TASK GOAL =
In the listing below, a line holding "is reported as" and a line holding "let demand = stage.scenarios[scenario].demand;" mark the range. Retype both exactly, with all lines between them.

DATA SUPPLIED =

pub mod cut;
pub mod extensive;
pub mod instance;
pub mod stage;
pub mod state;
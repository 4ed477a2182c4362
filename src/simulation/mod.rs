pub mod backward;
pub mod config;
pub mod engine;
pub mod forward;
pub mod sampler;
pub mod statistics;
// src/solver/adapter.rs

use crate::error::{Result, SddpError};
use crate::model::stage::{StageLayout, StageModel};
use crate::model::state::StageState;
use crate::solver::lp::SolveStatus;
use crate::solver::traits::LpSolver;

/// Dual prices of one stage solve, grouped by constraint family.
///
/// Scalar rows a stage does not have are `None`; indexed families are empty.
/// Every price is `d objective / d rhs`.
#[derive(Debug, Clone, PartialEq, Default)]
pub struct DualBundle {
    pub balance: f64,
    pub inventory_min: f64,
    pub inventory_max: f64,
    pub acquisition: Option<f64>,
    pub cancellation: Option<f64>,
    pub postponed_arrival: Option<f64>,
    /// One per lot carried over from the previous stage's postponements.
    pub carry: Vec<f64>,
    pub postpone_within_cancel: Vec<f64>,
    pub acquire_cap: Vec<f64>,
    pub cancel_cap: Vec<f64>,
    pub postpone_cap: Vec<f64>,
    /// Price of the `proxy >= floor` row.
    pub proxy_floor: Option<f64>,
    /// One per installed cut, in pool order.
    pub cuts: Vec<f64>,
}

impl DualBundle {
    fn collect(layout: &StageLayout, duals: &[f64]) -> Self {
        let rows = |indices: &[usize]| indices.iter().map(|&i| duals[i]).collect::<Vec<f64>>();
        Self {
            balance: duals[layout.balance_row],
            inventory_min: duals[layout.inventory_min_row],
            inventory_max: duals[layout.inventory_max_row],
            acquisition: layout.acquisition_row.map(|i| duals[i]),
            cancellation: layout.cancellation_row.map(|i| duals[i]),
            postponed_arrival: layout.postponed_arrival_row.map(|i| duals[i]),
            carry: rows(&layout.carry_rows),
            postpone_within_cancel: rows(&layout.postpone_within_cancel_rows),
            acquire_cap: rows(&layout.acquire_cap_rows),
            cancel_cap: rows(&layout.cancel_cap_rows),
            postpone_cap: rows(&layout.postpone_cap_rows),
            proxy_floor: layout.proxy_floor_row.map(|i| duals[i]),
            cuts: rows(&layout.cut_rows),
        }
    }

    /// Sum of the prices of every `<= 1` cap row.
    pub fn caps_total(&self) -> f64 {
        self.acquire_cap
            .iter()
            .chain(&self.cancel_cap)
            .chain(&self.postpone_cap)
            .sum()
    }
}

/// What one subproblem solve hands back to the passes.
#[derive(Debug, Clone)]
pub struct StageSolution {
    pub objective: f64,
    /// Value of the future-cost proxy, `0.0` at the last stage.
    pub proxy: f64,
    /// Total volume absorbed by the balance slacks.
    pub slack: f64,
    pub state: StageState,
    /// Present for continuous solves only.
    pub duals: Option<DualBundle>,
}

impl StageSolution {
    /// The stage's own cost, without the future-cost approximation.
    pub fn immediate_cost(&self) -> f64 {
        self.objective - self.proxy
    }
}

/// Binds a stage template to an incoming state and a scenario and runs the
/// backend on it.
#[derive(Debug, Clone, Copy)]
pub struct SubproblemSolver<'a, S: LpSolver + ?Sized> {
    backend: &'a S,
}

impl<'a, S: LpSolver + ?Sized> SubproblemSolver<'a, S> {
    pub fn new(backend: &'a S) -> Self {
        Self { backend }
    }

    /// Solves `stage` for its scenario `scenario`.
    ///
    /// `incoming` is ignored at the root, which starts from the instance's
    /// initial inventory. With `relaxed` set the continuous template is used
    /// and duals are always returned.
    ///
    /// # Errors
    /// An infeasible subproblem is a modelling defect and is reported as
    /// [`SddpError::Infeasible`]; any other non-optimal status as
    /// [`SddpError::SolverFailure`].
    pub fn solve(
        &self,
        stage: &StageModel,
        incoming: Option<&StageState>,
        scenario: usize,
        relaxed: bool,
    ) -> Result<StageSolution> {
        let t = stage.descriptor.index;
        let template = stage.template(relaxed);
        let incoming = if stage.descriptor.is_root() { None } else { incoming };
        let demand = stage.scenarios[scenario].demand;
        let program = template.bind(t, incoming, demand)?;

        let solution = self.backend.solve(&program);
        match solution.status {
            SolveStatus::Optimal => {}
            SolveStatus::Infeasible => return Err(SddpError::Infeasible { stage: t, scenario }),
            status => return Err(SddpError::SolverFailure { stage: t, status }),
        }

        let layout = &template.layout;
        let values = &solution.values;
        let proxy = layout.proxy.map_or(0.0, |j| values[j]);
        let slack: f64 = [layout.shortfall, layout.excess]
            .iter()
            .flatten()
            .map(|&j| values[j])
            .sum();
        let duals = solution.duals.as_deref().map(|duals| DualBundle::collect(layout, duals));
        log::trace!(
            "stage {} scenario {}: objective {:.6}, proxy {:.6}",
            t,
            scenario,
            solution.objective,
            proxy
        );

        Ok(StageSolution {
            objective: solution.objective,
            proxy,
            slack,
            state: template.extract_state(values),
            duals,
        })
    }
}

EXERCISE RESPONSE =
    /// An infeasible subproblem is a modelling defect and is reported as
    /// [`SddpError::Infeasible`]; any other non-optimal status as
    /// [`SddpError::SolverFailure`].
    pub fn solve(
        &self,
        stage: &StageModel,
        incoming: Option<&StageState>,
        scenario: usize,
        relaxed: bool,
    ) -> Result<StageSolution> {
        let t = stage.descriptor.index;
        let template = stage.template(relaxed);
        let incoming = if stage.descriptor.is_root() { None } else { incoming };
        let demand = stage.scenarios[scenario].demand;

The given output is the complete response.